Scan the entries that follow for the word "String", then report every line in which it appears.

*** Opening Materials provided ***

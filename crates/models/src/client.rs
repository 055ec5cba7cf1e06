use sea_orm::{entity::prelude::*, ConnectionTrait, PaginatorTrait};
use serde::{Deserialize, Serialize};

use crate::errors;

#[derive(Clone, Debug, PartialEq, DeriveEntityModel, Serialize, Deserialize)]
#[sea_orm(table_name = "client")]
pub struct Model {
    #[sea_orm(primary_key)]
    pub id: i64,
    pub name: String,
    pub surname: String,
    pub middle_name: Option<String>,
    pub birthday: Option<Date>,
}

#[derive(Copy, Clone, Debug, EnumIter, DeriveRelation)]
pub enum Relation {}

impl ActiveModelBehavior for ActiveModel {}

pub fn validate_names(name: &str, surname: &str) -> Result<(), errors::ModelError> {
    if name.trim().is_empty() { return Err(errors::ModelError::Validation("client name required".into())); }
    if surname.trim().is_empty() { return Err(errors::ModelError::Validation("client surname required".into())); }
    Ok(())
}

pub async fn exists<C: ConnectionTrait>(db: &C, id: i64) -> Result<bool, errors::ModelError> {
    let n = Entity::find_by_id(id).count(db).await?;
    Ok(n > 0)
}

*** Closing Materials provided ***

Result of the exercise:
    pub name: String,
    pub surname: String,
    pub middle_name: Option<String>,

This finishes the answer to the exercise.